Merit function vs Largrange Functions vs Penalty Funcitons I've been reading up on constraint optimization. I've come across the three terms:


*

*Merit Function

*Lagrange Function

*Penalty Function


I'm pretty sure all these three things are the same. That is, they quantify how much an iterate satisfies both the objective and the constraint.
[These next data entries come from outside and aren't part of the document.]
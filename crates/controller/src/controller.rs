//! Control tick orchestrator. Once per tick:
//!
//! ```text
//! refresh sensors ─▶ status bits ─▶ telemetry + signal row ─▶ due slot?
//!                                                              │ yes
//!        counters reset ◀── sequencer per channel, ascending ◀─┘
//! ```
//!
//! The loop is single-task and non-reentrant: a tick that is still watering
//! when the next firing arrives causes that firing to be skipped, not queued.

use std::future::Future;
use std::time::Duration;

use time::OffsetDateTime;
use tokio::time::MissedTickBehavior;
use tracing::{error, info, warn};

use crate::bus::Channel;
use crate::config::ControllerConfig;
use crate::db::{LogKind, LogRow, SignalRow};
use crate::error::Fault;
use crate::hardware::SharedHardware;
use crate::schedule::{Clock, ScheduleTracker, Slot};
use crate::sequencer::{run_session, AbortReason, SequencerTiming, SessionReport, WateringSession};
use crate::settings::SharedSettings;
use crate::sink::MetricsSink;
use crate::state::SharedState;
use crate::telemetry::{TelemetryRecord, UdpPublisher};
use crate::volume::{effective_volume, VolumeRounding};

/// What one tick did, for callers that care (tests, mostly).
#[derive(Debug, Default)]
pub struct TickReport {
    pub slot: Option<Slot>,
    pub sessions: Vec<SessionReport>,
    /// Due channels whose effective volume came out as zero.
    pub skipped: Vec<Channel>,
}

pub struct Controller {
    settings: SharedSettings,
    hardware: SharedHardware,
    state: SharedState,
    telemetry: Option<UdpPublisher>,
    sink: MetricsSink,
    timing: SequencerTiming,
    tracker: ScheduleTracker,
    rounding: VolumeRounding,
    tick_period: Duration,
    clock: Clock,
}

impl Controller {
    pub fn new(
        settings: SharedSettings,
        hardware: SharedHardware,
        state: SharedState,
        sink: MetricsSink,
        telemetry: Option<UdpPublisher>,
        cfg: &ControllerConfig,
        clock: Clock,
    ) -> Self {
        let now = clock.now();
        Self {
            settings,
            hardware,
            state,
            telemetry,
            sink,
            timing: SequencerTiming::from_config(cfg),
            tracker: ScheduleTracker::new(cfg.catch_up_missed_slots, now),
            rounding: cfg.volume_rounding,
            tick_period: Duration::from_millis(cfg.tick_ms),
            clock,
        }
    }

    /// Tick until `shutdown` resolves, then force every output off.
    ///
    /// Shutdown also cancels an in-flight tick at its next wait; the hardware
    /// lock is never held across one, so the fail-safe below can always run.
    pub async fn run(mut self, shutdown: impl Future<Output = ()>) {
        let mut ticker = tokio::time::interval(self.tick_period);
        ticker.set_missed_tick_behavior(MissedTickBehavior::Skip);
        tokio::pin!(shutdown);

        info!(
            tick_ms = self.tick_period.as_millis() as u64,
            unit_ms = self.timing.unit.as_millis() as u64,
            rounding = ?self.rounding,
            clock = ?self.clock,
            "controller started"
        );
        self.state
            .write()
            .await
            .record_system("controller started".to_string());

        loop {
            tokio::select! {
                _ = &mut shutdown => break,
                _ = ticker.tick() => {
                    // Read per tick so a local offset change takes effect.
                    let now = self.clock.now();
                    tokio::select! {
                        _ = self.tick(now) => {}
                        _ = &mut shutdown => {
                            warn!("shutdown requested mid-tick, abandoning cycle");
                            break;
                        }
                    }
                }
            }
        }

        info!("controller stopping, forcing outputs off");
        let (result, actuators) = {
            let mut hw = self.hardware.lock().await;
            (hw.fail_safe(), hw.actuators())
        };
        let mut st = self.state.write().await;
        match result {
            Ok(()) => st.record_actuator("shutdown: all outputs off".to_string(), actuators),
            Err(e) => {
                error!(error = %e, "fail-safe on shutdown incomplete");
                st.record_actuator(format!("shutdown: fail-safe incomplete: {e}"), actuators);
            }
        }
        st.record_system("controller stopped".to_string());
    }

    pub async fn tick(&mut self, now: OffsetDateTime) -> TickReport {
        // ── Sensors ─────────────────────────────────────────
        let (reading, fault_counts) = {
            let mut hw = self.hardware.lock().await;
            let reading = hw.refresh();
            (reading, hw.sensor_fault_counts())
        };
        for fault in &reading.faults {
            self.report_fault("SEN", Fault::Sensor(fault.clone())).await;
        }

        // One consistent view of the settings for the whole tick; remote
        // writes land on the next one.
        let settings = self.settings.read().await.clone();

        // ── Telemetry ───────────────────────────────────────
        if let Some(publisher) = &self.telemetry {
            let record = TelemetryRecord::build(
                &reading.snapshot,
                reading.status,
                &reading.actuators,
                &settings,
            );
            if let Err(e) = publisher.publish(&record).await {
                self.report_fault("NET", Fault::TelemetrySink(e.to_string()))
                    .await;
            }
        }
        self.sink.signal(SignalRow {
            ts: now.unix_timestamp(),
            values: reading.snapshot.values,
            status: reading.status.bits(),
            actuators: reading.actuators,
        });
        self.state.write().await.record_tick(
            now,
            reading.snapshot,
            fault_counts,
            reading.status,
            reading.actuators,
        );

        // ── Schedule ────────────────────────────────────────
        let mut report = TickReport::default();
        let Some(due) = self.tracker.due(now, settings.schedule()) else {
            return report;
        };
        report.slot = Some(due.slot);

        let raining = reading.status.raining();
        let damp = reading.status.ground_damp();
        info!(slot = %due.slot, channels = ?due.channels, raining, damp, "watering cycle starting");
        self.sink.log(LogRow::new(
            "WAT",
            LogKind::Status,
            "Cycle",
            format!("{} slot, {} channel(s)", due.slot, due.channels.len()),
        ));

        for ch in due.channels {
            let volume = effective_volume(settings.channel(ch), raining, damp, self.rounding);
            if volume == 0 {
                info!(channel = %ch, "effective volume is zero, skipping channel");
                report.skipped.push(ch);
                continue;
            }

            self.state.write().await.record_watering_start(ch, volume);
            self.sink.log(LogRow::new(
                "WAT",
                LogKind::Status,
                "Watering",
                format!("channel {ch} started, target {volume}"),
            ));

            let session = WateringSession::new(ch, volume, self.timing);
            let outcome = run_session(&self.hardware, &self.state, session).await;
            self.record_outcome(&outcome).await;
            report.sessions.push(outcome);
        }

        // ── Wrap-up ─────────────────────────────────────────
        let reset = self.hardware.lock().await.reset_flow_counters();
        match reset {
            Ok(()) => {
                info!(slot = %due.slot, "watering cycle complete");
                self.sink
                    .log(LogRow::new("WAT", LogKind::Status, "Counters reset", ""));
            }
            Err(e) => {
                warn!(error = %e, "flow counter reset failed after cycle");
                self.sink.log(LogRow::new(
                    "WAT",
                    LogKind::Warning,
                    "Counters reset",
                    e.to_string(),
                ));
                self.state
                    .write()
                    .await
                    .record_fault(format!("flow counter reset failed: {e}"));
            }
        }
        report
    }

    async fn record_outcome(&self, outcome: &SessionReport) {
        let ch = outcome.channel;
        match &outcome.aborted {
            None => self.sink.log(LogRow::new(
                "WAT",
                LogKind::Status,
                "Watering",
                format!(
                    "channel {ch} done, delivered {} in {} units",
                    outcome.delivered, outcome.elapsed
                ),
            )),
            Some(AbortReason::Timeout) => {
                self.report_fault(
                    "WAT",
                    Fault::WateringTimeout {
                        channel: ch,
                        elapsed: outcome.elapsed,
                    },
                )
                .await;
            }
            Some(reason) => self.sink.log(LogRow::new(
                "WAT",
                LogKind::Warning,
                "Watering",
                format!("channel {ch} aborted: {reason:?}"),
            )),
        }
        self.state
            .write()
            .await
            .record_watering_end(outcome.clone());
    }

    async fn report_fault(&self, instance: &str, fault: Fault) {
        fault.emit();
        self.sink.log(LogRow::from_fault(instance, &fault));
        self.state.write().await.record_fault(fault.to_string());
    }
}

// ===========================================================================
// Tests
// ===========================================================================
However, I would like a second opinion to clarify. 
 A: No, they're not all the same and it's important to understand the differences between them.  
Start with a simple optimization problem 
$\min f(x)$
subject to 
$g(x) = 0$
where we can assume for simplicity that $f$ and $g$ are smooth (at least twice continously differentiable.)  
The Lagrangian function is  
$L(x,\lambda)=f(x)+\lambda g(x)$
Note that $L$ is a function of $x$ and $\lambda$.  The first order necessary condition for a point $x^{*}$ to be a minimizer is that there is a $\lambda^{*}$ such that $(x^{*},\lambda^{*})$ is a stationary point of $L$.  In the method of multipliers, we try to solve the nonlinear system of equations 
$\nabla_{x,\lambda} L(x,y)=0$
This is typically done by alternately minimizing with respect to $x$ and updating $\lambda$.  Given a Lagrange multiplier estimate $\lambda^{(k)}$, we minimize $L(x,\lambda^{k})$ to get $x^{(k)}$.  Then we update $\lambda$ with 
$\lambda^{(k+1)}=\lambda^{(k)} +\alpha_{k} g(x^{(k)})$
Where $\alpha_{k}$ is a step size parameter that can be set in various ways.   
An penalty function for our problem is a function that is $0$ if $g(x)=0$ and greater than $0$ when $g(x) \neq 0$.  A commonly used penalty function is the quadratic penalty function
$\phi(g(x))=g(x)^{2}$
In the penalty function method, we solve an unconstrained problem of the form 
$\min_{x} f(x)+\rho \phi(g(x))$
where $\rho$ is a penalty parameter that is increased until the solution of the penalized problem is close to satisfying $g(x)=0$.  Note that $\rho$ is not a Lagrange multiplier in this case.  
For problems with inequality constraints a commonly used penalty function is 
$\phi(g(x))=\max(g(x),0)^{2}$.
An augmented Lagrangian function combines the penalty function idea with the Lagrangian:
$\hat{L}(x,\lambda; \rho)=f(x)+\lambda g(x) + \rho \phi(g(x))$
Augmented Lagrangian methods minimize $\hat{L}$ with respect to $x$, update the 
Lagrange multiplier estimate $\lambda$ and then (if necessary) update the penalty parameter $\rho$ in each iteration. In practice, augmented Lagrangian methods outperform simple penalty methods and the method of multipliers.  
Merit functions are used in a variety of nonlinear programming algorithms.  You'll most commonly see them used in sequential quadratic programming methods.  In these methods, a search direction, $d^{(k)}$, is computed at each iteration.  The step is from $x^{(k})$ to 
$x^{(k+1)}=x^{(k)}+\alpha_{k} d^{(k)}$
where the step size parameter $\alpha_{k}$ is determined by minimizing a 
merit function 
$\min_{\alpha} M(x^{(k)}+\alpha d^{(k)})$
The merit function is typically something like a penalized objective function or an augmented Lagrangian, but there's a great deal of freedom in the form of the merit function.  
These functions and the associated methods are described in many textbooks on nonlinear optimization.  A good discussion can be found in Numerical Optimization by Nocedal and Wright.